=== Work instructions ===
Pull out every line in the data that has the string "AddOptions" in it.

=== Data listing ===
//! Persistence store for clipboard history.
//!
//! Single active writer over an embedded SQLite database. Deduplication is
//! by SHA-256 fingerprint of the captured text: re-adding identical content
//! touches the existing row's timestamp instead of inserting a duplicate.

use std::sync::{Arc, RwLock};

use log::info;

use crate::config::Setting;
use crate::error::{AppError, Result};
use crate::infrastructure::security;
use crate::infrastructure::storage::db::dao;
use crate::infrastructure::storage::db::models::category::{
    DbCategory, NewCategory, UpdateCategory, DEFAULT_CATEGORY_COLOR, DEFAULT_CATEGORY_ICON,
};
use crate::infrastructure::storage::db::models::entry::{
    DbClipboardEntry, EntryWithCategories, NewClipboardEntry,
};
use crate::infrastructure::storage::db::pool::DbPool;
use crate::utils::helpers::{current_time_millis, sha256_hex};

/// Options for [`ClipboardStore::add_entry`].
#[derive(Debug, Clone, Default)]
pub struct AddOptions {
    /// Encrypt the stored content with `password`
    pub encrypt: bool,
    pub password: Option<String>,
    /// Custom display name for the entry
    pub title: Option<String>,
}

/// Clipboard history store.
///
/// Owns the connection pool; every operation acquires a connection, runs its
/// statements and returns. Overlapping calls serialize on the store itself.
pub struct ClipboardStore {
    pool: DbPool,
    settings: Arc<RwLock<Setting>>,
}

impl ClipboardStore {
    pub fn new(pool: DbPool, settings: Arc<RwLock<Setting>>) -> Self {
        Self { pool, settings }
    }

    /// Add a clipboard snapshot, or touch the existing row on duplicate content.
    ///
    /// The fingerprint is computed over the captured text before encryption,
    /// so identical text always collapses to one row regardless of
    /// encryption options; the first stored form wins. When the insert
    /// pushes the total past the retention ceiling, the oldest non-favorite
    /// entries are evicted before returning.
    ///
    /// Returns the id of the inserted or touched entry.
    pub async fn add_entry(&self, content: &str, opts: AddOptions) -> Result<i32> {
        let content_hash = sha256_hex(content);
        let now = current_time_millis();

        let mut conn = self.pool.get()?;

        // Dedup by fingerprint: identical content only moves up in history
        if let Some(existing) = dao::entry::find_by_content_hash(&mut conn, &content_hash)? {
            dao::entry::touch_timestamp(&mut conn, existing.id, now)?;
            return Ok(existing.id);
        }

        let (db_content, is_encrypted, iv) = match (opts.encrypt, &opts.password) {
            (true, Some(password)) if !password.is_empty() => {
                let encrypted = security::encrypt_text(content, password)
                    .map_err(|e| AppError::encryption(e.to_string()))?;
                (encrypted.ciphertext, true, Some(encrypted.iv))
            }
            _ => (content.to_string(), false, None),
        };

        let custom_name = opts.title.filter(|t| !t.is_empty());

        let id = dao::entry::insert_entry(
            &mut conn,
            &NewClipboardEntry {
                content: db_content,
                content_hash,
                timestamp: now,
                is_favorite: false,
                custom_name,
                is_encrypted,
                iv,
                created_at: now,
            },
        )?;

        self.enforce_retention(&mut conn)?;

        Ok(id)
    }

    /// The `limit` most recently seen entries.
    pub async fn get_recent(&self, limit: i64) -> Result<Vec<DbClipboardEntry>> {
        let mut conn = self.pool.get()?;
        Ok(dao::entry::query_entries(&mut conn, Some(limit))?)
    }

    /// All entries, newest first.
    pub async fn get_all(&self) -> Result<Vec<DbClipboardEntry>> {
        let mut conn = self.pool.get()?;
        Ok(dao::entry::query_entries(&mut conn, None)?)
    }

    pub async fn get_by_id(&self, id: i32) -> Result<Option<DbClipboardEntry>> {
        let mut conn = self.pool.get()?;
        Ok(dao::entry::get_entry_by_id(&mut conn, id)?)
    }

    /// Total number of stored entries.
    pub async fn count(&self) -> Result<i64> {
        let mut conn = self.pool.get()?;
        Ok(dao::entry::get_entry_count(&mut conn)?)
    }

    /// Case-insensitive substring search over content and custom name.
    pub async fn search(&self, query: &str) -> Result<Vec<DbClipboardEntry>> {
        let mut conn = self.pool.get()?;
        Ok(dao::entry::search_entries(&mut conn, query)?)
    }

    /// Entries last seen within `[start, end]` (epoch ms, inclusive).
    pub async fn get_by_date_range(&self, start: i64, end: i64) -> Result<Vec<DbClipboardEntry>> {
        let mut conn = self.pool.get()?;
        Ok(dao::entry::query_entries_by_date_range(&mut conn, start, end)?)
    }

    /// Delete an entry by id.
    pub async fn delete(&self, id: i32) -> Result<()> {
        let mut conn = self.pool.get()?;
        let deleted = dao::entry::delete_entry(&mut conn, id)?;
        if deleted == 0 {
            return Err(AppError::not_found(format!("No entry with id {}", id)));
        }
        Ok(())
    }

    /// Delete every entry, favorites included.
    pub async fn clear_all(&self) -> Result<usize> {
        let mut conn = self.pool.get()?;
        Ok(dao::entry::clear_all_entries(&mut conn)?)
    }

    /// Flip the favorite flag; returns the new state.
    pub async fn toggle_favorite(&self, id: i32) -> Result<bool> {
        let mut conn = self.pool.get()?;
        let entry = dao::entry::get_entry_by_id(&mut conn, id)?
            .ok_or_else(|| AppError::not_found(format!("No entry with id {}", id)))?;
        let new_state = !entry.is_favorite;
        dao::entry::set_favorite(&mut conn, id, new_state)?;
        Ok(new_state)
    }

    /// Set or clear an entry's custom name.
    pub async fn rename(&self, id: i32, custom_name: Option<&str>) -> Result<()> {
        let mut conn = self.pool.get()?;
        let name = custom_name.filter(|n| !n.is_empty());
        let updated = dao::entry::update_custom_name(&mut conn, id, name)?;
        if updated == 0 {
            return Err(AppError::not_found(format!("No entry with id {}", id)));
        }
        Ok(())
    }

    /// Decrypt an encrypted entry's content.
    ///
    /// The user password is tried first, then the master password when one
    /// is supplied. A wrong password surfaces as an `Encryption` error.
    pub async fn decrypt_entry(
        &self,
        id: i32,
        password: &str,
        master_password: Option<&str>,
    ) -> Result<String> {
        let entry = self
            .get_by_id(id)
            .await?
            .ok_or_else(|| AppError::not_found(format!("No entry with id {}", id)))?;

        if !entry.is_encrypted {
            return Err(AppError::validation("Entry is not encrypted"));
        }
        let iv = entry
            .iv
            .as_deref()
            .ok_or_else(|| AppError::encryption("Encrypted entry has no initialization vector"))?;

        if let Ok(plaintext) = security::decrypt_text(&entry.content, iv, password) {
            return Ok(plaintext);
        }
        if let Some(master) = master_password {
            if let Ok(plaintext) = security::decrypt_text(&entry.content, iv, master) {
                return Ok(plaintext);
            }
        }

        Err(AppError::encryption("Invalid password or corrupt data"))
    }

    // ========== Categories ==========

    /// Create a category; color and icon fall back to the defaults.
    pub async fn create_category(
        &self,
        name: &str,
        color: Option<&str>,
        icon: Option<&str>,
    ) -> Result<i32> {
        if name.trim().is_empty() {
            return Err(AppError::validation("Category name cannot be empty"));
        }
        let mut conn = self.pool.get()?;
        let id = dao::category::insert_category(
            &mut conn,
            &NewCategory {
                name: name.to_string(),
                color: color.unwrap_or(DEFAULT_CATEGORY_COLOR).to_string(),
                icon: icon.unwrap_or(DEFAULT_CATEGORY_ICON).to_string(),
                created_at: current_time_millis(),
            },
        )?;
        Ok(id)
    }

    pub async fn get_categories(&self) -> Result<Vec<DbCategory>> {
        let mut conn = self.pool.get()?;
        Ok(dao::category::get_all_categories(&mut conn)?)
    }

    pub async fn update_category(
        &self,
        id: i32,
        name: &str,
        color: &str,
        icon: &str,
    ) -> Result<()> {
        let mut conn = self.pool.get()?;
        let updated = dao::category::update_category(
            &mut conn,
            id,
            &UpdateCategory {
                name: name.to_string(),
                color: color.to_string(),
                icon: icon.to_string(),
            },
        )?;
        if updated == 0 {
            return Err(AppError::not_found(format!("No category with id {}", id)));
        }
        Ok(())
    }

    /// Delete a category. Links cascade; the linked entries stay.
    pub async fn delete_category(&self, id: i32) -> Result<()> {
        let mut conn = self.pool.get()?;
        let deleted = dao::category::delete_category(&mut conn, id)?;
        if deleted == 0 {
            return Err(AppError::not_found(format!("No category with id {}", id)));
        }
        Ok(())
    }

    /// Link an entry to a category (idempotent).
    pub async fn assign_category(&self, entry_id: i32, category_id: i32) -> Result<()> {
        let mut conn = self.pool.get()?;
        Ok(dao::category::assign_category(&mut conn, entry_id, category_id)?)
    }

    /// Remove a link between an entry and a category.
    pub async fn unassign_category(&self, entry_id: i32, category_id: i32) -> Result<()> {
        let mut conn = self.pool.get()?;
        dao::category::unassign_category(&mut conn, entry_id, category_id)?;
        Ok(())
    }

    pub async fn get_categories_for_entry(&self, entry_id: i32) -> Result<Vec<DbCategory>> {
        let mut conn = self.pool.get()?;
        Ok(dao::category::get_categories_for_entry(&mut conn, entry_id)?)
    }

    pub async fn get_entries_for_category(
        &self,
        category_id: i32,
    ) -> Result<Vec<DbClipboardEntry>> {
        let mut conn = self.pool.get()?;
        Ok(dao::category::get_entries_for_category(&mut conn, category_id)?)
    }

    /// All entries joined with their categories, newest first.
    pub async fn get_entries_with_categories(&self) -> Result<Vec<EntryWithCategories>> {
        let mut conn = self.pool.get()?;
        let entries = dao::entry::query_entries(&mut conn, None)?;
        let pairs = dao::category::get_entry_category_pairs(&mut conn)?;

        let mut by_entry: std::collections::HashMap<i32, Vec<DbCategory>> =
            std::collections::HashMap::new();
        for (entry_id, category) in pairs {
            by_entry.entry(entry_id).or_default().push(category);
        }

        Ok(entries
            .into_iter()
            .map(|entry| {
                let categories = by_entry.remove(&entry.id).unwrap_or_default();
                EntryWithCategories { entry, categories }
            })
            .collect())
    }

    // ========== Retention ==========

    /// Evict the oldest non-favorite entries until the count is back at the
    /// configured ceiling. Favorites are never auto-evicted, so the count
    /// can stay above the ceiling when everything old is a favorite.
    fn enforce_retention(&self, conn: &mut diesel::sqlite::SqliteConnection) -> Result<()> {
        let max_entries = self.settings.read().unwrap().max_entries as i64;
        let count = dao::entry::get_entry_count(conn)?;

        if count <= max_entries {
            return Ok(());
        }

        let to_delete = count - max_entries;
        let ids = dao::entry::oldest_non_favorite_ids(conn, to_delete)?;
        if ids.is_empty() {
            return Ok(());
        }

        let deleted = dao::entry::delete_entries_by_ids(conn, &ids)?;
        info!("Evicted {} old clipboard entries", deleted);

        Ok(())
    }
}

=== Solution for this problem ===
pub struct AddOptions {
    pub async fn add_entry(&self, content: &str, opts: AddOptions) -> Result<i32> {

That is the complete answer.